En costume-cravate recouvert d'une blouse blanche, le pantalon parfaitement repassé, le médecin vous accueille dans un cabinet orné de beaux meubles en bois et d’étagères croulantes sous les ouvrages médicaux. Cette image d'Épinal, à laquelle renvoie le Dr Crisarà, n’est pourtant qu’une des nombreuses versions du médecin moderne.

Urgentiste en combinaison jaune, rouge ou blanche avec des bandes réfléchissantes, sac à dos et chaussures de sécurité… Chirurgien.ne ou anesthésiste en salopette verte, jamais à la bonne taille et maintenue par une ficelle, tombant sur des sabots en caoutchouc…

Pédiatres avec des nez de clowns, des blouses colorées et des vignettes Panini à offrir dans les poches… De tous ces médecins, lequel est le bon, laquelle est la «vraie» ? Qui est le plus conforme au décorum et à la dignité de la profession ?

Notons d'ailleurs qu'au sein de l'Ordre des chirurgiens et des dentistes de la province de Padoue, présidé par le Dr Crisarà, sa prise de position ne fait pas l’unanimité. Le Dr Marco De Berardinis, membre du conseil d'administration, écrivait dans le numéro de juillet 2022 du bulletin de cet Ordre : 

« Pensons-nous vraiment que dans notre profession – et dans notre vie – l'apparence peut dignement remplacer la substance ? Croyons-nous que c'est le bon message à diffuser aux nouvelles générations de collègues ?»


#Medbikini : l’article douteux taillé en pièces   

La plupart des médecins ont au moins un compte social actif sur lequel ils partagent leurs opinions personnelles et à l’occasion des photos et vidéos.
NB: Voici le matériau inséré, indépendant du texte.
//! Error types for container operations.
//!
//! All fallible functions in this crate return [`Result<T>`], which uses
//! [`ContainerError`] as the error type. Every variant that concerns a specific
//! container carries its identity (the four-byte magic, e.g. `MD5T` or `CTMD`)
//! so callers can tell which format failed to parse.

use thiserror::Error;

/// Convenience alias used throughout the crate.
pub type Result<T> = std::result::Result<T, ContainerError>;

/// Errors that can occur while building or reading a container.
#[derive(Error, Debug)]
pub enum ContainerError {
    /// Filesystem I/O failed while building a container (file vanished,
    /// permission denied, ...). Fatal to the whole build.
    #[error("IO error: {0}")]
    Io(#[from] std::io::Error),

    /// The stream is not a valid container: wrong magic, unsupported version,
    /// truncated data or inconsistent tables.
    #[error("Malformed {container} container: {reason}")]
    Format {
        container: &'static str,
        reason: String,
    },

    /// The requested entry is not present in the container's index.
    #[error("Entry '{name}' not found in {container} container")]
    Lookup {
        container: &'static str,
        name: String,
    },

    /// A legacy container does not store the decompressed size of its entries,
    /// so the caller must supply it.
    #[error("Entry '{name}' in {container} version {version} container requires an external decompressed size")]
    MissingDecompressedSize {
        container: &'static str,
        name: String,
        version: u8,
    },

    /// The compression primitive failed.
    #[error("Compression error: {0}")]
    Compression(String),

    /// Failed to read or write a fixed-size binary record.
    #[error("binrw error: {0}")]
    BinRw(#[from] binrw::Error),

    /// A value cannot be represented in the wire format (non-ASCII manifest
    /// path, size exceeding `i32`, ...).
    #[error("Cannot encode {what}: {reason}")]
    Encode { what: String, reason: String },
}

impl ContainerError {
    pub(crate) fn format(container: &'static str, reason: impl Into<String>) -> Self {
        Self::Format {
            container,
            reason: reason.into(),
        }
    }

    pub(crate) fn lookup(container: &'static str, name: impl Into<String>) -> Self {
        Self::Lookup {
            container,
            name: name.into(),
        }
    }

    /// Rewrites a generic truncation/format failure so it names the container
    /// that was being read.
    pub(crate) fn within(self, container: &'static str) -> Self {
        match self {
            Self::Io(e) if e.kind() == std::io::ErrorKind::UnexpectedEof => {
                Self::format(container, "unexpected end of stream")
            }
            Self::BinRw(binrw::Error::Io(e)) if e.kind() == std::io::ErrorKind::UnexpectedEof => {
                Self::format(container, "unexpected end of stream")
            }
            Self::Format { reason, .. } => Self::Format { container, reason },
            other => other,
        }
    }
}
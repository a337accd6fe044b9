//! The merge DLC: a synthetic DLC folder, owned by the mod manager, that
//! collects the output of merge operations (string tables, config, plot data).
//!
//! The folder is always regenerated from scratch. A fresh GUID is written into
//! its `_metacmm.txt` on every generation so that other tools can tell one
//! instance of the merge DLC from the next.

mod error;
pub mod metacmm;
pub mod starter_kit;

pub use error::{MergeDlcError, Result};
pub use metacmm::{MetaCmm, METACMM_FILE_NAME};
pub use starter_kit::{
    MountFlag, StarterKitGenerator, StarterKitOptions, ME3_LOADS_IN_SINGLEPLAYER,
};

use camino::{Utf8Path, Utf8PathBuf};
use m3_install::InstallTarget;
use m3_mod_definition::Game;
use uuid::Uuid;

/// Folder name of the merge DLC.
pub const MERGE_DLC_FOLDER_NAME: &str = "DLC_MOD_M3_MERGE";

/// Extended attribute holding the instance GUID.
pub const MERGE_DLC_GUID_ATTRIBUTE: &str = "MergeDLCGUID";

pub const MERGE_DLC_INTERNAL_NAME: &str = "ME3Tweaks Mod Manager Merge DLC";
pub const MERGE_DLC_DEVELOPER: &str = "ME3Tweaks Mod Manager";
pub const MERGE_DLC_TLK_ID: u32 = 1928304430;
pub const MERGE_DLC_MOUNT_PRIORITY: u32 = 1900000000;
pub const MERGE_DLC_MODULE_NUMBER: u32 = 48955;

const MERGE_DLC_MOD_NAME: &str = "ME3Tweaks Mod Manager Auto-Generated Merge DLC";
const MERGE_DLC_VERSION: &str = "1.0";

/// A generated merge DLC.
#[derive(Debug, Clone, PartialEq, Eq)]
pub struct MergeDlc {
    path: Utf8PathBuf,
    guid: Uuid,
}

impl MergeDlc {
    /// Location of the merge DLC on `target`.
    pub fn path_for(target: &InstallTarget) -> Utf8PathBuf {
        target.dlc_dir().join(MERGE_DLC_FOLDER_NAME)
    }

    /// Starter kit options used to scaffold the merge DLC for `game`.
    pub fn starter_kit_options(game: Game, output_dir: Utf8PathBuf) -> StarterKitOptions {
        let mount_flag = if game.generation() == 3 {
            MountFlag::Game3(ME3_LOADS_IN_SINGLEPLAYER)
        } else {
            MountFlag::Legacy {
                flags: 0,
                single_player_only: true,
            }
        };

        StarterKitOptions {
            game,
            output_dir,
            internal_name: MERGE_DLC_INTERNAL_NAME.to_string(),
            internal_tlk_id: MERGE_DLC_TLK_ID,
            developer: MERGE_DLC_DEVELOPER.to_string(),
            mount_priority: MERGE_DLC_MOUNT_PRIORITY,
            module_number: MERGE_DLC_MODULE_NUMBER,
            mount_flag,
            dlc_folder_suffix: MERGE_DLC_FOLDER_NAME
                .trim_start_matches("DLC_MOD_")
                .to_string(),
            generate_mod_definition: false,
        }
    }

    /// Generate a fresh merge DLC on `target`, replacing any existing one.
    ///
    /// `correlation_id` identifies the installer session and is recorded in
    /// the marker file. If anything fails after the folder was created, the
    /// partial folder is removed before the error is returned.
    pub fn generate(
        target: &InstallTarget,
        correlation_id: &str,
        generator: &dyn StarterKitGenerator,
    ) -> Result<Self> {
        let game = target.game();
        if game.generation() == 1 {
            return Err(MergeDlcError::UnsupportedGame(game));
        }

        Self::remove(target)?;

        let path = Self::path_for(target);
        let options = Self::starter_kit_options(game, target.dlc_dir());
        tracing::info!("Generating merge DLC at {}", path);

        match Self::scaffold(&path, &options, correlation_id, generator) {
            Ok(guid) => {
                tracing::info!("Generated merge DLC {} with GUID {}", path, guid);
                Ok(Self { path, guid })
            }
            Err(e) => {
                if path.exists() {
                    if let Err(cleanup) = std::fs::remove_dir_all(&path) {
                        tracing::warn!(
                            "Failed to clean up partial merge DLC {}: {}",
                            path,
                            cleanup
                        );
                    }
                }
                Err(e)
            }
        }
    }

    fn scaffold(
        path: &Utf8Path,
        options: &StarterKitOptions,
        correlation_id: &str,
        generator: &dyn StarterKitGenerator,
    ) -> Result<Uuid> {
        std::fs::create_dir_all(&options.output_dir)?;
        generator.generate(options)?;
        std::fs::create_dir_all(path)?;

        let guid = Uuid::new_v4();
        let meta = MetaCmm {
            mod_name: MERGE_DLC_MOD_NAME.to_string(),
            version: MERGE_DLC_VERSION.to_string(),
            installed_by: env!("CARGO_PKG_VERSION").to_string(),
            installer_instance_id: correlation_id.to_string(),
            extended_attributes: [(MERGE_DLC_GUID_ATTRIBUTE.to_string(), guid.to_string())]
                .into_iter()
                .collect(),
            ..MetaCmm::default()
        };
        meta.write(&path.join(METACMM_FILE_NAME))?;
        Ok(guid)
    }

    /// Delete the merge DLC from `target` if present. Returns whether a folder
    /// was removed.
    pub fn remove(target: &InstallTarget) -> Result<bool> {
        let path = Self::path_for(target);
        if !path.exists() {
            return Ok(false);
        }
        tracing::info!("Removing merge DLC {}", path);
        std::fs::remove_dir_all(&path)?;
        Ok(true)
    }

    /// GUID of the merge DLC currently on `target`, if there is one and its
    /// marker can be read.
    pub fn current_guid(target: &InstallTarget) -> Option<Uuid> {
        let marker = Self::path_for(target).join(METACMM_FILE_NAME);
        if !marker.is_file() {
            return None;
        }

        let meta = match MetaCmm::read(&marker) {
            Ok(meta) => meta,
            Err(e) => {
                tracing::warn!("Could not read {}: {}", marker, e);
                return None;
            }
        };
        let value = meta.extended_attributes.get(MERGE_DLC_GUID_ATTRIBUTE)?;
        match Uuid::parse_str(value) {
            Ok(guid) => Some(guid),
            Err(e) => {
                tracing::warn!("Could not parse merge DLC GUID '{}': {}", value, e);
                None
            }
        }
    }

    pub fn path(&self) -> &Utf8Path {
        &self.path
    }

    /// GUID assigned to this instance.
    pub fn guid(&self) -> Uuid {
        self.guid
    }
}

#[cfg(test)]
mod tests {
    use super::*;
    use std::cell::RefCell;

    fn target(game: Game) -> (tempfile::TempDir, InstallTarget) {
        let dir = tempfile::tempdir().unwrap();
        let root = Utf8Path::from_path(dir.path()).unwrap().to_path_buf();
        (dir, InstallTarget::new(game, root))
    }

    /// Writes a mount file into the requested folder and remembers the options.
    #[derive(Default)]
    struct FakeGenerator {
        seen: RefCell<Vec<StarterKitOptions>>,
    }

    impl StarterKitGenerator for FakeGenerator {
        fn generate(&self, options: &StarterKitOptions) -> Result<()> {
            let cooked = options
                .output_dir
                .join(options.dlc_folder_name())
                .join("CookedPCConsole");
            std::fs::create_dir_all(&cooked)?;
            std::fs::write(cooked.join("Mount.dlc"), b"mount")?;
            self.seen.borrow_mut().push(options.clone());
            Ok(())
        }
    }

    #[test]
    fn test_generate_writes_marker_with_fresh_guid() {
        let (_dir, target) = target(Game::LE3);
        let generator = FakeGenerator::default();

        let first = MergeDlc::generate(&target, "session-1", &generator).unwrap();
        assert!(first.path().join("CookedPCConsole/Mount.dlc").is_file());
        assert_eq!(MergeDlc::current_guid(&target), Some(first.guid()));

        let meta = MetaCmm::read(&first.path().join(METACMM_FILE_NAME)).unwrap();
        assert_eq!(meta.installer_instance_id, "session-1");

        let second = MergeDlc::generate(&target, "session-2", &generator).unwrap();
        assert_ne!(first.guid(), second.guid());
        assert_eq!(MergeDlc::current_guid(&target), Some(second.guid()));

        let seen = generator.seen.borrow();
        assert_eq!(seen[0].dlc_folder_name(), MERGE_DLC_FOLDER_NAME);
        assert_eq!(seen[0].mount_flag, MountFlag::Game3(ME3_LOADS_IN_SINGLEPLAYER));
        assert_eq!(seen[0].internal_tlk_id, 1928304430);
        assert_eq!(seen[0].output_dir, target.dlc_dir());
    }

    #[test]
    fn test_game2_uses_single_player_only_flag() {
        let options = MergeDlc::starter_kit_options(Game::ME2, "dlc".into());
        assert_eq!(
            options.mount_flag,
            MountFlag::Legacy {
                flags: 0,
                single_player_only: true
            }
        );
        assert_eq!(options.dlc_folder_suffix, "M3_MERGE");
    }

    #[test]
    fn test_game1_is_refused() {
        for game in [Game::ME1, Game::LE1] {
            let (_dir, target) = target(game);
            let generator = FakeGenerator::default();
            let err = MergeDlc::generate(&target, "x", &generator).unwrap_err();
            assert!(matches!(err, MergeDlcError::UnsupportedGame(g) if g == game));
            assert!(generator.seen.borrow().is_empty());
        }
    }

    #[test]
    fn test_failed_generation_leaves_no_folder() {
        let (_dir, target) = target(Game::ME3);
        let failing = |options: &StarterKitOptions| -> Result<()> {
            std::fs::create_dir_all(options.output_dir.join(options.dlc_folder_name()))?;
            Err(MergeDlcError::Generator("out of disk".to_string()))
        };

        let err = MergeDlc::generate(&target, "x", &failing).unwrap_err();
        assert!(matches!(err, MergeDlcError::Generator(_)));
        assert!(!MergeDlc::path_for(&target).exists());
    }

    #[test]
    fn test_remove_is_idempotent() {
        let (_dir, target) = target(Game::ME2);
        MergeDlc::generate(&target, "x", &FakeGenerator::default()).unwrap();

        assert!(MergeDlc::remove(&target).unwrap());
        assert!(!MergeDlc::remove(&target).unwrap());
        assert_eq!(MergeDlc::current_guid(&target), None);
    }

    #[test]
    fn test_unparsable_guid_is_none() {
        let (_dir, target) = target(Game::LE2);
        let path = MergeDlc::path_for(&target);
        std::fs::create_dir_all(&path).unwrap();
        std::fs::write(
            path.join(METACMM_FILE_NAME),
            "Merge\n1.0\n1\nx\n[EXTENDEDATTRIBUTE]MergeDLCGUID=not-a-guid\n",
        )
        .unwrap();

        assert_eq!(MergeDlc::current_guid(&target), None);
    }
}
Haro sur celles et ceux qui s’y montrent en maillot de bain ! Il s’agit-là – dixit le Dr Crisarà  – d’une «tenue inappropriée»… 

Mais au fait, où commence l’atteinte à la dignité de la profession médicale ? À partir de quand les collègues et les patients doivent-ils s’offusquer d'un post Instagram ? Le sujet semble d’importance, comme en témoigne le résultat d’une rapide recherche sur PubMed. Des dizaines d'articles ont été publiés sur ce sujet de l’impact de la tenue vestimentaire dans le domaine médical. 

Certains travaux ont d’ailleurs provoqué des remous. Ainsi, le Journal of Vascular Surgery a dû retirer en 2020 l’article "Prevalence of unprofessional social media content among young vascular surgeons» 2 qui qualifiait de «potentiellement non professionnelles» certaines publications de médecins sur les réseaux sociaux. Les posts pointés du doigt émanaient essentiellement de femmes médecins, l'article mentionnant des photos comprenant des «poses provocantes en bikini». 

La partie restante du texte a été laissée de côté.